Sodexo has a long record of incompetence and failure that seems only to have intensified over the last few years. The most ubiquitous complaint this year for returning students has been the removal of the napkin dispensers at every table in the dining halls. Ostensibly, this was a result of “theft” (and this despite the sizeable markup in meal plan prices to include a surcharge for predicted theft), but it has left students frustrated—and left me trying to maneuver around the morons who spend an inordinate amount of time at the napkin/silverware tables and slow everyone else down.

But the napkins are the least of the unexplained incidents. Some longer-standing policies are equally baffling. Why do most of the dining halls open at 8 AM on weekdays (a reasonable hour) and not until 11 on weekends? On my first Saturday morning as a freshman, hoping to get up early and start exploring my new home, I was bitterly disappointed to see the dining halls closed for several hours more. For those like me to whom breakfast is the most important meal of the day, this kind of deprivation puts a definite pall on the day.
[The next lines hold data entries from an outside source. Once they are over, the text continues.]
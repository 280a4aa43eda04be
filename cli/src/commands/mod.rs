//! # Phpier Command Modules
//!
//! File: cli/src/commands/mod.rs
//!
//! ## Overview
//!
//! One module per top-level command (or command group), each exposing a clap
//! `Args` struct and an async `handle_*` function. Handlers that run a
//! command inside a container return the container command's exit code so
//! `main` can mirror it; lifecycle handlers return `()`.
//!
//! ## Command Groups
//!
//! - lifecycle: `up`, `down`, `start`, `stop`, `reload`, `build`, `logs`
//! - discovery and status: `list`, `services`
//! - databases: `db` (list/status/credentials/enable/disable) plus the
//!   `mysql`, `psql`, `maria`, `redis`, `memcached` shells
//! - tools: `sh`, `proxy` and the named wrappers (`composer`, `artisan`,
//!   `php`, `node`, `npm`, `npx`)
//! - global stack: `global up`, `global down`
//! - maintenance: `version`, `uninstall`
//!
pub mod build;
pub mod db;
pub mod down;
pub mod global;
pub mod list;
pub mod logs;
pub mod reload;
pub mod services;
pub mod start;
pub mod stop;
pub mod tools;
pub mod up;
pub mod uninstall;
pub mod version;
During the weekends that followed, I was forced to either start my day much later and thus lose productivity, or buy food elsewhere and lose my even more limited personal spending money. Of all Sodexo’s problems, this seems to me the most fixable; extending operating hours by six hours a week will not break the bank—and if corporate is worried about reduced volume, understandable given the tendency of campus to clear out over weekends, then I urge it to try this policy for a trial period in at least one dining hall.

Breakfast is the one meal I truly enjoy at Hinman Dining Center, and I sincerely compliment the staff on the food; it’s a shame that this doesn’t pervade the overall corporate ethos. It seems as though “quality” stamps out at 11 AM (on weekdays, that is; it apparently takes weekends off). The amount of decent food recedes faster than Harvey Stenger’s hairline. The relative proportion of good to bad food produced from lunchtime on smacks of a Stalinesque quota system, as if the state had mandated a certain amount of charred hockey pucks and Italian cardboard, euphemistically disguised as “hamburgers” and “pizza,” respectively. And let’s not forget the other common complaint—that healthy food is priced higher than junk food.

All these problems and more can be easily solved by the introduction of competition into the campus food market. At the moment, the only non-Sodexo choice available on campus is the over-crowded Einstein Brothers Bagels, hardly a diverse market.  The very building itself displays all the engineering and architectural genius of a Harpur student, with its claustrophobic checkout lines and a sitting area with a square footage less than Joe Biden’s IQ. Clearly, a better alternative is needed.

It is my sincere hope that the upcoming Marketplace (a successor to the long-closed Food Court) in the new Union will remedy this problem. The University appears to be making a serious effort to address dining concerns, as the new Marketplace will hold several independent eateries and a substantial sitting area. Sodexo’s lost business will likely prompt some serious corporate soul-searching, but whether or not they make targeted improvements, the consumer is better served. The best part? Once you finish your free-market food and realize that the capitalists were right after all, you can take a quick walk down the stairs to the Binghamton Review office and thank us yourselves.